Keywords: Scene Graph Programming, Generative Frameworks, Synthetic Captions, Model Evaluation Metrics, Scene Graph Representation, Visual Element Taxonomy, Compositionality, Human Preference Alignment, Faithfulness Metrics, Scene Attributes, Compositional Data Generation, Diversity in Visual Scenes, Self-Improving Models, Proprietary Model Distillation, Content Moderation, Text-to-Video Generation, Text-to-3D Generation, Open-Source Models, Visual Comprehension, Synthetic Data Applications, Fine-Grained Model Analysis, Scene Complexity, Iterative Fine-Tuning, Compositional Scene Evaluation, AI-Generated Content Detection, Scene Graph Enumeration, VQA Scores, ImageReward Scores, TIFA Scores, Multi-Object Representation
TL;DR: Generate Any Scene is a system leveraging scene graph programming to evaluate and improve Text-to-vision models with infinite compositional and diverse synthetic captions.

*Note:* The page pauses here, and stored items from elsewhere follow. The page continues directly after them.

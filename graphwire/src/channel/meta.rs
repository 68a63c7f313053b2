/// Shape of a composite type, used by text backends to pick markup.
#[derive(Debug, Clone, Copy, PartialEq, Eq, Hash)]
pub enum MetaType {
    /// Plain record with named members.
    Uninteresting,
    Primitive,
    /// Ordered run of elements.
    Sequential,
    /// Map with unique keys.
    AssociativeUnique,
    /// Map allowing duplicate keys.
    AssociativeMulti,
    Pair,
    /// Wrapper that renders as its single member.
    Transparent,
}

impl MetaType {
    /// Whether members render as an anonymous list.
    pub const fn is_listlike(self) -> bool {
        matches!(
            self,
            MetaType::Sequential | MetaType::AssociativeUnique | MetaType::AssociativeMulti
        )
    }
}

const SEQUENTIAL: &[&str] = &[
    "Vec",
    "VecDeque",
    "LinkedList",
    "BTreeSet",
    "HashSet",
    "BinaryHeap",
];
const ASSOCIATIVE_UNIQUE: &[&str] = &["BTreeMap", "HashMap"];
const ASSOCIATIVE_MULTI: &[&str] = &["MultiMap"];
const TRANSPARENT: &[&str] = &["String", "str", "Box", "Cow"];
const PRIMITIVE: &[&str] = &[
    "bool", "u8", "i8", "u16", "i16", "u32", "i32", "u64", "i64", "u128", "i128", "usize",
    "isize", "f32", "f64", "char",
];

/// Classify a type by its name as produced by [`core::any::type_name`].
///
/// Only the outermost type constructor matters:
/// `alloc::vec::Vec<std::collections::HashMap<u8, u8>>` is
/// [`MetaType::Sequential`].
pub fn meta_type(type_name: &str) -> MetaType {
    let name = type_name.trim();
    if name.starts_with('[') {
        return MetaType::Sequential;
    }
    if name.starts_with('(') {
        return MetaType::Pair;
    }
    let head = base_name(name);
    if SEQUENTIAL.contains(&head) {
        MetaType::Sequential
    } else if ASSOCIATIVE_UNIQUE.contains(&head) {
        MetaType::AssociativeUnique
    } else if ASSOCIATIVE_MULTI.contains(&head) {
        MetaType::AssociativeMulti
    } else if TRANSPARENT.contains(&head) {
        MetaType::Transparent
    } else if PRIMITIVE.contains(&head) {
        MetaType::Primitive
    } else {
        MetaType::Uninteresting
    }
}

/// The last path segment of the outermost type constructor.
fn base_name(name: &str) -> &str {
    let constructor = name.split('<').next().unwrap_or(name);
    constructor.rsplit("::").next().unwrap_or(constructor)
}

/// `type_name` with every module path stripped:
/// `alloc::rc::Rc<app::Node>` becomes `Rc<Node>`.
pub fn short_type_name(type_name: &str) -> String {
    let mut out = String::with_capacity(type_name.len());
    let mut segment = String::new();
    for c in type_name.chars() {
        if c.is_alphanumeric() || c == '_' || c == ':' {
            segment.push(c);
        } else {
            out.push_str(segment.rsplit("::").next().unwrap_or(&segment));
            segment.clear();
            out.push(c);
        }
    }
    out.push_str(segment.rsplit("::").next().unwrap_or(&segment));
    out
}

Abstract: Generative models like DALL-E and Sora have gained attention by producing implausible images, such as "astronauts riding a horse in space." Despite the proliferation of text-to-vision models that have inundated the internet with synthetic visuals, from images to 3D assets, current benchmarks predominantly evaluate these models on real-world scenes paired with captions. We introduce **Generate Any Scene**, a framework that systematically enumerates scene graphs representing a vast array of visual scenes, spanning realistic to imaginative compositions. **Generate Any Scene** leverages scene graph programming, a method for dynamically constructing scene graphs of varying complexity from a structured taxonomy of visual elements. This taxonomy includes numerous objects, attributes, and relations, enabling the synthesis of an almost infinite variety of scene graphs. Using these structured representations, **Generate Any Scene** translates each scene graph into a caption, enabling scalable evaluation of text-to-vision models through standard metrics. We conduct extensive evaluations across multiple text-to-image, text-to-video, and text-to-3D models, presenting key findings on model performance. We find that DiT-backbone text-to-image models align more closely with input captions than UNet-backbone models. Text-to-video models struggle with balancing dynamics and consistency, while both text-to-video and text-to-3D models show notable gaps in human preference alignment. Additionally, we demonstrate the effectiveness of Generate Any Scene by conducting three practical applications leveraging captions generated by Generate Any Scene: (1) a self-improving framework where models iteratively enhance their performance using generated data, (2) a distillation process to transfer specific strengths from proprietary models to open-source counterparts, and (3) improvements in content moderation by identifying and generating challenging synthetic data.